In an Oct. 11 study by the Pew Hispanic Center, Latino voters supported President Obama by a three to one ratio but are less certain about voting than Blacks or Whites.
According to Mark Hugo Lopez, associate director of the Pew Hispanic Center, Florida, Nevada, New Mexico, Colorado, North Carolina and Virginia are all battlegrounds with significant Latino voter populations.
“There’s that natural attempt to try to hype the importance of your community, so in this case with the Latino community, there is this discussion about the ‘sleeping giant’ and really being what determines the outcome. It all really depends on how close the election’s going to be,” said Mr. Falcon, also a political scientist and adjunct assistant professor at the Columbia University School of International and Public Affairs in New York.
“From the polls it seems that it’s going to be a very close election and in those circumstances the Latino vote obviously grows in importance. But if it wasn’t as competitive an election, it’s conceivable the Latino vote wouldn’t be important at all. So I really think you have to look at it from the point of view of the closeness of the election and the size of the Latino vote,” he added.

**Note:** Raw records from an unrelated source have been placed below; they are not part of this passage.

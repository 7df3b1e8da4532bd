//! The per-connection session bridge.
//!
//! One [`session::SessionBridge`] owns one client connection and one Voice
//! Live session end to end. Its parts:
//!
//! - [`session`] - session controller: setup, task supervision, shutdown
//! - [`audio`] - upstream-bound FIFO audio relay
//! - [`dispatcher`] - single reader of the upstream event stream
//! - [`correlate`] - bounded one-shot waits keyed by event kind
//! - [`tools`] - tool-call state machine and MCP approval/completion flows
//! - [`events`] - the client-facing JSON event protocol

use std::time::Duration;

pub mod audio;
pub mod correlate;
pub mod dispatcher;
pub mod events;
pub mod session;
pub mod tools;

pub use correlate::{CorrelationError, EventWaiter, EventWaiters};
pub use events::{ClientEvent, ClientFrame, ClientSender, TranscriptRole};
pub use session::{SessionBridge, SessionParams};
pub use tools::{ToolCall, ToolCallError, ToolCallState};

/// All timeouts the bridge observes. Tests shrink these to milliseconds.
#[derive(Debug, Clone, Copy)]
pub struct BridgeTimeouts {
    /// Deadline for tool-call correlation waits
    pub correlation_wait: Duration,
    /// Deadline for the MCP output-item wait
    pub mcp_output_wait: Duration,
    /// Audio queue poll interval (bounds shutdown observation)
    pub audio_poll: Duration,
}

impl Default for BridgeTimeouts {
    fn default() -> Self {
        Self {
            correlation_wait: correlate::DEFAULT_WAIT,
            mcp_output_wait: correlate::MCP_OUTPUT_WAIT,
            audio_poll: audio::QUEUE_POLL,
        }
    }
}
/// Render a playback position as `M:SS`. Negative input counts as zero.
pub fn format_time(secs: f64) -> String {
    let total = secs.max(0.0) as u64;
    format!("{}:{:02}", total / 60, total % 60)
}
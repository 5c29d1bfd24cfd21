use clap::{Parser, Subcommand};
use std::path::PathBuf;

/// unisound - search SoundCloud and YouTube at once
///
/// One keyword goes to every backend; results come back as a single
/// list and any of them can be resolved and played through mpv.
#[derive(Parser, Debug)]
#[command(name = "unisound")]
#[command(version, about, long_about = None)]
pub struct Cli {
    #[arg(short, long, global = true, default_value_t = false)]
    pub verbose: bool,

    /// Config file (defaults to $UNISOUND_CONFIG or .unisound/config.toml)
    #[arg(short, long, global = true)]
    pub config: Option<PathBuf>,

    #[command(subcommand)]
    pub command: Commands,
}

#[derive(Subcommand, Debug)]
pub enum Commands {
    /// Search every backend and list the merged results
    Search {
        /// Search keyword
        keyword: String,
        /// Pages to fetch from each backend
        #[arg(short, long, default_value_t = 1)]
        pages: usize,
    },
    /// Print the stream URL of one search result
    Resolve {
        /// Search keyword
        keyword: String,
        /// Result number as printed by `search`
        #[arg(short, long)]
        index: usize,
    },
    /// Play one search result through mpv
    Play {
        /// Search keyword
        keyword: String,
        /// Result number as printed by `search`
        #[arg(short, long, default_value_t = 1)]
        index: usize,
    },
}
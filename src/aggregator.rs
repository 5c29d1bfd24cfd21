use std::sync::Arc;
use std::time::Duration;

use tracing::{debug, info, warn};

use crate::error::{Result, SourceError};
use crate::provider::{ProviderKind, SearchSource, Snippet};

/// Fans one keyword out to a fixed set of sources and merges what they
/// return. Sources run independently; one failing never stops the others.
pub struct SearchAggregator {
    sources: Vec<Arc<dyn SearchSource>>,
}

impl SearchAggregator {
    pub fn new(sources: Vec<Arc<dyn SearchSource>>) -> Self {
        Self { sources }
    }

    /// The registered source that produced `snippet`
    pub fn source_for(&self, snippet: &Snippet) -> Result<Arc<dyn SearchSource>> {
        let kind = snippet.provider();
        self.sources
            .iter()
            .find(|source| source.kind() == kind)
            .cloned()
            .ok_or_else(|| {
                SourceError::UnsupportedSnippet(format!(
                    "no {} source registered for {:?}",
                    kind,
                    snippet.title()
                ))
            })
    }

    /// Start a fresh search on every source. Returns how many accepted it.
    pub fn search_all(&self, keyword: &str) -> usize {
        info!(keyword, sources = self.sources.len(), "searching all sources");
        self.sources
            .iter()
            .filter(|source| source.search_from_start(keyword).is_some())
            .count()
    }

    /// Request the next page from every source. Returns how many accepted it.
    pub fn search_all_next(&self) -> usize {
        self.sources
            .iter()
            .filter(|source| source.search_next().is_some())
            .count()
    }

    pub fn is_busy(&self) -> bool {
        self.sources.iter().any(|source| source.is_busy())
    }

    /// Wait until no source is fetching, then return the merged results.
    pub async fn await_all_idle(&self) -> Vec<Snippet> {
        loop {
            for source in &self.sources {
                let mut idle = source.idle_signal();
                if idle.wait_for(|busy| !*busy).await.is_err() {
                    warn!(kind = %source.kind(), "source dropped its busy signal");
                }
            }
            // a source may have been restarted while we waited on a later one
            if !self.is_busy() {
                break;
            }
            debug!("a source became busy again, waiting another round");
        }
        self.merged()
    }

    /// `await_all_idle` bounded by `limit`; `None` if some source is still
    /// fetching when it runs out.
    pub async fn await_all_idle_timeout(&self, limit: Duration) -> Option<Vec<Snippet>> {
        match tokio::time::timeout(limit, self.await_all_idle()).await {
            Ok(merged) => Some(merged),
            Err(_) => {
                warn!(secs = limit.as_secs(), "sources still busy after timeout");
                None
            }
        }
    }

    /// Every source's results concatenated in registration order.
    pub fn merged(&self) -> Vec<Snippet> {
        self.sources
            .iter()
            .flat_map(|source| source.results())
            .collect()
    }

    /// Failure message of each source whose last page failed
    pub fn errors(&self) -> Vec<(ProviderKind, String)> {
        self.sources
            .iter()
            .filter_map(|source| source.last_error().map(|err| (source.kind(), err)))
            .collect()
    }

    pub fn cancel_all(&self) {
        for source in self.sources.iter().filter(|source| source.is_busy()) {
            source.cancel();
        }
    }
}
use std::fmt;

use chrono::{DateTime, Utc};

#[derive(Debug, Clone, Copy, PartialEq, Eq, Hash)]
pub enum ProviderKind {
    Soundcloud,
    Youtube,
}

impl fmt::Display for ProviderKind {
    fn fmt(&self, f: &mut fmt::Formatter<'_>) -> fmt::Result {
        match self {
            ProviderKind::Soundcloud => write!(f, "soundcloud"),
            ProviderKind::Youtube => write!(f, "youtube"),
        }
    }
}

/// Backend-specific data needed to turn a snippet into a stream.
#[derive(Debug, Clone, PartialEq, Eq)]
pub enum SnippetPayload {
    Soundcloud {
        /// Transcoding endpoint, queried with the client id to get the stream URL
        track_url: String,
        track_authorization: String,
    },
    Youtube {
        video_id: String,
    },
}

/// One discovered media item. Built by response parsing, never mutated.
#[derive(Debug, Clone, PartialEq, Eq)]
pub struct Snippet {
    title: String,
    publisher: Option<String>,
    published_at: Option<DateTime<Utc>>,
    thumbnail: String,
    payload: SnippetPayload,
}

impl Snippet {
    pub fn new(
        title: impl Into<String>,
        publisher: Option<String>,
        published_at: Option<DateTime<Utc>>,
        thumbnail: impl Into<String>,
        payload: SnippetPayload,
    ) -> Self {
        Self {
            title: title.into(),
            publisher,
            published_at,
            thumbnail: thumbnail.into(),
            payload,
        }
    }

    pub fn title(&self) -> &str {
        &self.title
    }

    pub fn publisher(&self) -> Option<&str> {
        self.publisher.as_deref()
    }

    pub fn published_at(&self) -> Option<DateTime<Utc>> {
        self.published_at
    }

    pub fn thumbnail(&self) -> &str {
        &self.thumbnail
    }

    pub fn payload(&self) -> &SnippetPayload {
        &self.payload
    }

    pub fn provider(&self) -> ProviderKind {
        match self.payload {
            SnippetPayload::Soundcloud { .. } => ProviderKind::Soundcloud,
            SnippetPayload::Youtube { .. } => ProviderKind::Youtube,
        }
    }
}

impl fmt::Display for Snippet {
    fn fmt(&self, f: &mut fmt::Formatter<'_>) -> fmt::Result {
        match &self.publisher {
            Some(publisher) => write!(f, "{} - {}", self.title, publisher),
            None => write!(f, "{}", self.title),
        }
    }
}

#[cfg(test)]
mod tests {
    use super::*;

    #[test]
    fn test_provider_follows_payload() {
        let snippet = Snippet::new(
            "Song",
            None,
            None,
            "https://i.ytimg.com/vi/abc/hq.jpg",
            SnippetPayload::Youtube {
                video_id: "abc".to_string(),
            },
        );
        assert_eq!(snippet.provider(), ProviderKind::Youtube);
        assert_eq!(snippet.to_string(), "Song");
    }

    #[test]
    fn test_display_with_publisher() {
        let snippet = Snippet::new(
            "Song",
            Some("Artist".to_string()),
            None,
            "",
            SnippetPayload::Soundcloud {
                track_url: "https://api/tracks/1/stream".to_string(),
                track_authorization: "auth".to_string(),
            },
        );
        assert_eq!(snippet.provider(), ProviderKind::Soundcloud);
        assert_eq!(snippet.to_string(), "Song - Artist");
    }
}
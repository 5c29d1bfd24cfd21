use anyhow::Result;
use unisound::state::Config;
use unisound::SearchAggregator;

use super::utils::{pick, search_merged, Sources};

pub async fn run(keyword: &str, pages: usize, config: &Config) -> Result<()> {
    let sources = Sources::new(config)?;
    let aggregator = SearchAggregator::new(sources.all());
    let results = search_merged(&aggregator, keyword, pages.max(1), config).await?;

    if results.is_empty() {
        println!("No results for '{}'", keyword);
        return Ok(());
    }

    println!("\nSearch results for '{}':\n", keyword);
    for (i, snippet) in results.iter().enumerate() {
        match snippet.published_at() {
            Some(date) => println!(
                "{}. [{}] {} ({})",
                i + 1,
                snippet.provider(),
                snippet,
                date.format("%Y-%m-%d")
            ),
            None => println!("{}. [{}] {}", i + 1, snippet.provider(), snippet),
        }
    }

    println!("\nUse 'unisound play {:?} --index <n>' to listen", keyword);

    Ok(())
}

pub async fn resolve(keyword: &str, index: usize, config: &Config) -> Result<()> {
    let sources = Sources::new(config)?;
    let aggregator = SearchAggregator::new(sources.all());
    let results = search_merged(&aggregator, keyword, 1, config).await?;
    let snippet = pick(&results, index)?;

    let url = aggregator
        .source_for(snippet)?
        .resolve_playable_url(snippet)
        .await?;

    println!("{}", snippet);
    println!("{}", url);
    Ok(())
}
use std::{
    fs,
    path::{Path, PathBuf},
    time::Duration,
};

use anyhow::Context;
use serde::{Deserialize, Serialize};

const DESKTOP_USER_AGENT: &str = "Mozilla/5.0 (Windows NT 10.0; Win64; x64) AppleWebKit/537.36 (KHTML, like Gecko) Chrome/105.0.0.0 Safari/537.36";

#[derive(Debug, Clone, PartialEq, Serialize, Deserialize)]
#[serde(default)]
pub struct Config {
    pub data_dir: PathBuf,
    /// Sent by the requests that scrape web pages instead of calling an API
    pub user_agent: String,
    pub request_timeout_secs: u64,
    /// Upper bound for waiting on every backend to settle
    pub search_timeout_secs: u64,
    pub soundcloud: SoundcloudConfig,
    pub youtube: YoutubeConfig,
    pub playback: PlaybackConfig,
}

#[derive(Debug, Clone, PartialEq, Serialize, Deserialize)]
#[serde(default)]
pub struct SoundcloudConfig {
    pub api_url: String,
    /// Landing page that references the script bundles carrying the client id
    pub web_url: String,
    pub asset_host: String,
    pub page_size: u32,
}

#[derive(Debug, Clone, PartialEq, Serialize, Deserialize)]
#[serde(default)]
pub struct YoutubeConfig {
    pub host_url: String,
    /// `sp` search parameter restricting results to videos, already URL-encoded
    pub video_filter: String,
    pub ytdlp_path: String,
    pub resolve_timeout_secs: u64,
}

#[derive(Debug, Clone, PartialEq, Serialize, Deserialize)]
#[serde(default)]
pub struct PlaybackConfig {
    pub mpv_path: String,
}

impl Default for Config {
    fn default() -> Self {
        Self {
            data_dir: PathBuf::from(".unisound"),
            user_agent: DESKTOP_USER_AGENT.to_string(),
            request_timeout_secs: 30,
            search_timeout_secs: 60,
            soundcloud: SoundcloudConfig::default(),
            youtube: YoutubeConfig::default(),
            playback: PlaybackConfig::default(),
        }
    }
}

impl Default for SoundcloudConfig {
    fn default() -> Self {
        Self {
            api_url: "https://api-v2.soundcloud.com".to_string(),
            web_url: "https://soundcloud.com".to_string(),
            asset_host: "https://a-v2.sndcdn.com".to_string(),
            page_size: 20,
        }
    }
}

impl Default for YoutubeConfig {
    fn default() -> Self {
        Self {
            host_url: "https://www.youtube.com".to_string(),
            video_filter: "EgIQAQ%3D%3D".to_string(),
            ytdlp_path: "yt-dlp".to_string(),
            resolve_timeout_secs: 15,
        }
    }
}

impl Default for PlaybackConfig {
    fn default() -> Self {
        Self {
            mpv_path: "mpv".to_string(),
        }
    }
}

impl Config {
    pub fn load(path: &Path) -> anyhow::Result<Self> {
        let content = fs::read_to_string(path)
            .with_context(|| format!("Failed to read config from {:?}", path))?;
        toml::from_str(&content)
            .with_context(|| format!("Failed to parse config TOML from {:?}", path))
    }

    /// Like `load`, but a missing file yields the defaults
    pub fn load_or_default(path: &Path) -> anyhow::Result<Self> {
        if !path.exists() {
            return Ok(Self::default());
        }
        Self::load(path)
    }

    pub fn save(&self, path: &Path) -> anyhow::Result<()> {
        let content =
            toml::to_string_pretty(&self).with_context(|| "Failed to serialize config to TOML")?;

        if let Some(parent) = path.parent() {
            fs::create_dir_all(parent)
                .with_context(|| format!("Failed to create directory {:?}", parent))?;
        }

        fs::write(path, content).with_context(|| format!("Failed to write config to {:?}", path))
    }

    pub fn config_path(&self) -> PathBuf {
        self.data_dir.join("config.toml")
    }

    pub fn request_timeout(&self) -> Duration {
        Duration::from_secs(self.request_timeout_secs)
    }

    pub fn search_timeout(&self) -> Duration {
        Duration::from_secs(self.search_timeout_secs)
    }

    /// HTTP client shared by every backend
    pub fn http_client(&self) -> anyhow::Result<reqwest::Client> {
        reqwest::Client::builder()
            .timeout(self.request_timeout())
            .build()
            .context("Failed to build HTTP client")
    }
}

impl YoutubeConfig {
    pub fn resolve_timeout(&self) -> Duration {
        Duration::from_secs(self.resolve_timeout_secs)
    }
}

#[cfg(test)]
mod tests {
    use super::*;
    use tempfile::TempDir;

    #[test]
    fn test_config_default() {
        let config = Config::default();
        assert_eq!(config.data_dir, PathBuf::from(".unisound"));
        assert_eq!(config.soundcloud.page_size, 20);
        assert_eq!(config.youtube.video_filter, "EgIQAQ%3D%3D");
    }

    #[test]
    fn test_config_save_and_load() {
        let temp = TempDir::new().unwrap();
        let config_path = temp.path().join("nested").join("config.toml");

        let mut config = Config::default();
        config.soundcloud.page_size = 50;
        config.youtube.ytdlp_path = "/opt/bin/yt-dlp".to_string();

        config.save(&config_path).unwrap();
        let loaded = Config::load(&config_path).unwrap();

        assert_eq!(loaded, config);
    }

    #[test]
    fn test_partial_file_keeps_defaults() {
        let temp = TempDir::new().unwrap();
        let config_path = temp.path().join("config.toml");
        fs::write(&config_path, "[soundcloud]\npage_size = 5\n").unwrap();

        let loaded = Config::load(&config_path).unwrap();
        assert_eq!(loaded.soundcloud.page_size, 5);
        assert_eq!(loaded.soundcloud.api_url, "https://api-v2.soundcloud.com");
        assert_eq!(loaded.youtube, YoutubeConfig::default());
    }

    #[test]
    fn test_missing_file_yields_defaults() {
        let temp = TempDir::new().unwrap();
        let loaded = Config::load_or_default(&temp.path().join("absent.toml")).unwrap();
        assert_eq!(loaded, Config::default());
    }

    #[test]
    fn test_config_paths() {
        let config = Config::default();
        assert_eq!(config.config_path(), PathBuf::from(".unisound/config.toml"));
        assert_eq!(config.search_timeout(), Duration::from_secs(60));
    }
}
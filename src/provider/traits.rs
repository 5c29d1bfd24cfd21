use std::fmt;

use async_trait::async_trait;
use tokio::sync::{oneshot, watch};

use crate::error::{Result, SourceError};
use crate::provider::{ProviderKind, Snippet};

/// A parsed page and the cursor that fetches the page after it.
#[derive(Debug)]
pub struct Page<C> {
    pub snippets: Vec<Snippet>,
    pub next: C,
}

/// Handle on one dispatched page request.
///
/// Dropping it is fine: the request keeps running and its snippets still
/// land in the adapter's results.
#[derive(Debug)]
pub struct PageTicket {
    rx: oneshot::Receiver<Result<usize>>,
}

impl PageTicket {
    pub(crate) fn new(rx: oneshot::Receiver<Result<usize>>) -> Self {
        Self { rx }
    }

    /// Wait for the page to be processed. Yields the number of snippets appended.
    pub async fn wait(self) -> Result<usize> {
        self.rx.await.unwrap_or(Err(SourceError::Cancelled))
    }
}

/// Search-and-paginate plus URL resolution for one backend.
#[async_trait]
pub trait SearchSource: Send + Sync {
    fn kind(&self) -> ProviderKind;

    /// Reset pagination and request the first page for `keyword`.
    /// Returns `None` when a request is already in flight.
    fn search_from_start(&self, keyword: &str) -> Option<PageTicket>;

    /// Request the next page of the last keyword.
    /// Returns `None` when busy or when no search was started yet.
    fn search_next(&self) -> Option<PageTicket>;

    fn is_busy(&self) -> bool;

    /// Snippets accumulated so far, in arrival order
    fn results(&self) -> Vec<Snippet>;

    /// Message of the most recent failed page, if it failed
    fn last_error(&self) -> Option<String>;

    /// Abort the in-flight request, if any, and go back to idle
    fn cancel(&self);

    /// Watch channel carrying the busy flag; flips to `false` when a page settles.
    fn idle_signal(&self) -> watch::Receiver<bool>;

    /// Turn a snippet this source produced into a playable stream URL
    async fn resolve_playable_url(&self, snippet: &Snippet) -> Result<String>;
}

/// Wire protocol of one backend. Stateless apart from shared credentials;
/// all pagination state lives in the cursor.
#[async_trait]
pub trait Backend: Send + Sync + 'static {
    /// Pagination position. `Default` is the first page.
    type Cursor: Clone + Default + fmt::Debug + Send + Sync + 'static;

    fn kind(&self) -> ProviderKind;

    async fn fetch_page(&self, keyword: &str, cursor: &Self::Cursor) -> Result<Page<Self::Cursor>>;

    async fn resolve_playable_url(&self, snippet: &Snippet) -> Result<String>;
}
use std::path::{Path, PathBuf};
use std::sync::Arc;

use anyhow::{bail, Context, Result};
use unisound::provider::{
    Paginator, SoundcloudProvider, SoundcloudSource, YoutubeProvider, YoutubeSource,
};
use unisound::state::{Config, CredentialCell};
use unisound::{SearchAggregator, SearchSource, Snippet};

/// `--config`, then `$UNISOUND_CONFIG`, then `.unisound/config.toml`
pub fn load_config(explicit: Option<&Path>) -> Result<Config> {
    let path = match explicit {
        Some(path) => path.to_path_buf(),
        None => std::env::var("UNISOUND_CONFIG")
            .map(PathBuf::from)
            .unwrap_or_else(|_| Config::default().config_path()),
    };
    Config::load_or_default(&path)
}

pub struct Sources {
    pub soundcloud: Arc<SoundcloudSource>,
    pub youtube: Arc<YoutubeSource>,
}

impl Sources {
    pub fn new(config: &Config) -> Result<Self> {
        let http = config.http_client()?;
        let client_id = Arc::new(CredentialCell::new());

        Ok(Self {
            soundcloud: Arc::new(Paginator::new(SoundcloudProvider::with_credential(
                http.clone(),
                config,
                client_id,
            ))),
            youtube: Arc::new(Paginator::new(YoutubeProvider::new(http, config))),
        })
    }

    /// Registry order: SoundCloud first, then YouTube
    pub fn all(&self) -> Vec<Arc<dyn SearchSource>> {
        let soundcloud: Arc<dyn SearchSource> = self.soundcloud.clone();
        let youtube: Arc<dyn SearchSource> = self.youtube.clone();
        vec![soundcloud, youtube]
    }
}

/// Fetch `pages` pages from every source and return the merged list
pub async fn search_merged(
    aggregator: &SearchAggregator,
    keyword: &str,
    pages: usize,
    config: &Config,
) -> Result<Vec<Snippet>> {
    aggregator.search_all(keyword);
    let mut merged = wait_idle(aggregator, config).await?;

    for _ in 1..pages {
        if aggregator.search_all_next() == 0 {
            break;
        }
        merged = wait_idle(aggregator, config).await?;
    }

    for (kind, err) in aggregator.errors() {
        eprintln!("warning: {} search failed: {}", kind, err);
    }
    Ok(merged)
}

async fn wait_idle(aggregator: &SearchAggregator, config: &Config) -> Result<Vec<Snippet>> {
    match aggregator
        .await_all_idle_timeout(config.search_timeout())
        .await
    {
        Some(merged) => Ok(merged),
        None => {
            aggregator.cancel_all();
            bail!(
                "Search timed out after {}s",
                config.search_timeout().as_secs()
            )
        }
    }
}

/// 1-based lookup into a printed result list
pub fn pick(results: &[Snippet], index: usize) -> Result<&Snippet> {
    index
        .checked_sub(1)
        .and_then(|i| results.get(i))
        .with_context(|| format!("No result #{} ({} results)", index, results.len()))
}
//! Text extraction from web pages that embed the data we need.
//!
//! Every function here depends on markup the backends may change at any
//! time. The markers are listed as constants so a breaking change shows up
//! in one place and in the tests below.

use serde_json::Value;

/// Prefix of the script tags that load SoundCloud's JS bundles
pub const ASSET_SCRIPT_MARKER: &str = "<script crossorigin src=\"";
/// Start of the search results JSON assigned inline on YouTube's results page
pub const INITIAL_DATA_MARKER: &str = "var ytInitialData =";
pub const SCRIPT_END: &str = "</script>";
pub const CLIENT_ID_MARKER: &str = "client_id=";
const API_KEY_MARKERS: [&str; 2] = ["\"INNERTUBE_API_KEY\":\"", "\"innertubeApiKey\":\""];
const CONTEXT_MARKER: &str = "\"INNERTUBE_CONTEXT\":";

/// Text between the first `first` and the next `last` after it.
///
/// `clip("@#Example@#", "@#", "@#") == Some("Example")`
pub fn clip<'a>(target: &'a str, first: &str, last: &str) -> Option<&'a str> {
    let start = target.find(first)? + first.len();
    let len = target[start..].find(last)?;
    Some(&target[start..start + len])
}

/// URLs of every `<script crossorigin src=...>` bundle served from `asset_prefix`,
/// in page order.
pub fn asset_script_urls(html: &str, asset_prefix: &str) -> Vec<String> {
    html.split(ASSET_SCRIPT_MARKER)
        .skip(1)
        .filter_map(|tail| tail.split('"').next())
        .filter(|src| src.starts_with(asset_prefix) && src.ends_with(".js"))
        .map(str::to_string)
        .collect()
}

/// SoundCloud client id baked into a JS bundle
pub fn client_id(script: &str) -> Option<&str> {
    clip(script, CLIENT_ID_MARKER, "\"").filter(|id| !id.is_empty())
}

/// Raw JSON text of `ytInitialData`, or `None` if the page has no such block.
pub fn initial_data(html: &str) -> Option<&str> {
    let (_, tail) = html.split_once(INITIAL_DATA_MARKER)?;
    let block = tail.split(SCRIPT_END).next()?;
    Some(block.trim().trim_end_matches(';'))
}

/// InnerTube API key used to request continuation pages
pub fn innertube_api_key(html: &str) -> Option<&str> {
    API_KEY_MARKERS
        .iter()
        .find_map(|marker| clip(html, marker, "\""))
        .filter(|key| !key.is_empty())
}

/// `INNERTUBE_CONTEXT` object, parsed from the JSON value right after its key.
pub fn innertube_context(html: &str) -> Option<Value> {
    let start = html.find(CONTEXT_MARKER)? + CONTEXT_MARKER.len();
    serde_json::Deserializer::from_str(&html[start..])
        .into_iter::<Value>()
        .next()?
        .ok()
        .filter(Value::is_object)
}
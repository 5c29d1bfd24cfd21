pub mod play;
pub mod search;
pub mod utils;
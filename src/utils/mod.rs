pub mod scrape;
mod time;

pub use time::format_time;
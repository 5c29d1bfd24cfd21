mod cli;

use clap::Parser;
use cli::{Cli, Commands};
use tracing_subscriber::EnvFilter;

#[tokio::main]
async fn main() -> anyhow::Result<()> {
    // Load .env file if present (ignores if missing)
    let _ = dotenvy::dotenv();

    let cli = Cli::parse();

    let filter = if cli.verbose {
        EnvFilter::new("debug")
    } else {
        EnvFilter::try_from_default_env().unwrap_or_else(|_| EnvFilter::new("info"))
    };
    tracing_subscriber::fmt()
        .with_env_filter(filter)
        .with_writer(std::io::stderr)
        .init();

    let config = cli::commands::utils::load_config(cli.config.as_deref())?;

    match cli.command {
        Commands::Search { keyword, pages } => {
            cli::commands::search::run(&keyword, pages, &config).await?;
        }
        Commands::Resolve { keyword, index } => {
            cli::commands::search::resolve(&keyword, index, &config).await?;
        }
        Commands::Play { keyword, index } => {
            cli::commands::play::run(&keyword, index, &config).await?;
        }
    }

    Ok(())
}
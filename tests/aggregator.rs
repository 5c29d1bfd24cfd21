mod common;

use std::sync::Arc;
use std::time::Duration;

use serde_json::json;
use unisound::provider::{Paginator, SoundcloudProvider, YoutubeProvider};
use unisound::state::CredentialCell;
use unisound::{ProviderKind, SearchAggregator, SearchSource};
use wiremock::matchers::{method, path};
use wiremock::{Mock, MockServer, ResponseTemplate};

use common::{config_for, results_page, soundcloud_track, video};

#[tokio::test]
async fn test_both_backends_merge_in_registry_order() {
    let server = MockServer::start().await;
    Mock::given(method("GET"))
        .and(path("/search"))
        .respond_with(
            ResponseTemplate::new(200)
                .set_body_json(json!({ "collection": [soundcloud_track(&server.uri(), 1, "Track")] }))
                // arrive after YouTube
                .set_delay(Duration::from_millis(100)),
        )
        .mount(&server)
        .await;
    Mock::given(method("GET"))
        .and(path("/results"))
        .respond_with(ResponseTemplate::new(200).set_body_string(results_page(vec![
            json!({ "itemSectionRenderer": { "contents": [video("v1", "Video")] } }),
        ])))
        .mount(&server)
        .await;

    let config = config_for(&server.uri());
    let http = config.http_client().unwrap();
    let soundcloud: Arc<dyn SearchSource> = Arc::new(Paginator::new(
        SoundcloudProvider::with_credential(
            http.clone(),
            &config,
            Arc::new(CredentialCell::with_token("AbC123xyz")),
        ),
    ));
    let youtube: Arc<dyn SearchSource> = Arc::new(Paginator::new(YoutubeProvider::new(http, &config)));
    let aggregator = SearchAggregator::new(vec![Arc::clone(&soundcloud), Arc::clone(&youtube)]);

    assert_eq!(aggregator.search_all("mix"), 2);
    let merged = aggregator.await_all_idle().await;

    assert!(!aggregator.is_busy());
    let kinds: Vec<_> = merged.iter().map(|s| s.provider()).collect();
    assert_eq!(kinds, vec![ProviderKind::Soundcloud, ProviderKind::Youtube]);

    let mut expected = soundcloud.results();
    expected.extend(youtube.results());
    assert_eq!(merged, expected);
    assert!(aggregator.errors().is_empty());
}

#[tokio::test]
async fn test_one_backend_down_the_other_still_merges() {
    let server = MockServer::start().await;
    Mock::given(method("GET"))
        .and(path("/search"))
        .respond_with(ResponseTemplate::new(500))
        .mount(&server)
        .await;
    Mock::given(method("GET"))
        .and(path("/results"))
        .respond_with(ResponseTemplate::new(200).set_body_string(results_page(vec![
            json!({ "itemSectionRenderer": { "contents": [video("v1", "Video")] } }),
        ])))
        .mount(&server)
        .await;

    let config = config_for(&server.uri());
    let http = config.http_client().unwrap();
    let aggregator = SearchAggregator::new(vec![
        Arc::new(Paginator::new(SoundcloudProvider::with_credential(
            http.clone(),
            &config,
            Arc::new(CredentialCell::with_token("AbC123xyz")),
        ))),
        Arc::new(Paginator::new(YoutubeProvider::new(http, &config))),
    ]);

    aggregator.search_all("mix");
    let merged = aggregator
        .await_all_idle_timeout(Duration::from_secs(10))
        .await
        .unwrap();

    assert_eq!(merged.len(), 1);
    assert_eq!(merged[0].title(), "Video");
    let errors = aggregator.errors();
    assert_eq!(errors.len(), 1);
    assert_eq!(errors[0].0, ProviderKind::Soundcloud);
}
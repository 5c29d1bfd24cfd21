mod pager;
pub mod soundcloud;
mod traits;
mod types;
pub mod youtube;

pub use pager::Paginator;
pub use soundcloud::SoundcloudProvider;
pub use traits::{Backend, Page, PageTicket, SearchSource};
pub use types::*;
pub use youtube::{YoutubeCursor, YoutubeProvider};

/// Search adapter for SoundCloud
pub type SoundcloudSource = Paginator<SoundcloudProvider>;
/// Search adapter for YouTube
pub type YoutubeSource = Paginator<YoutubeProvider>;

Arizona may be a key state due to its heavy Latino population. Although Mr. Obama lost the state to 2008 Republican presidential candidate Senator John McCain and is currently lagging behind Mr. Romney, it still may be in play. An average of four polls by Real Clear Politics.com showed Mr. Romney leading 48.3 to 43 percent.
“There’s been a buzz that he (President Obama) may even win Arizona … the numbers are close,” said Cloves Campbell Jr., a former Arizona state representative and co-publisher and chairman of the Arizona Informant, the state’s oldest Black-owned newspaper.
Mr. Campbell, who also serves as chairman of the National Newspaper Publishers Association, which represents over 200 Black newspapers nationwide and includes The Final Call, said there is overwhelming support by Blacks in Arizona for the president.
“The Latino community I think is a little bit different. I think you have two different types of Latino voters. One is the extreme voter who is a liberal person that wants to continue and see support from the president. But on the other side you have that Latino person who wants to identify themselves with the conservative White folks. That group of people is still out here in Arizona and I think that they are going to support Mitt Romney,” said Mr. Campbell.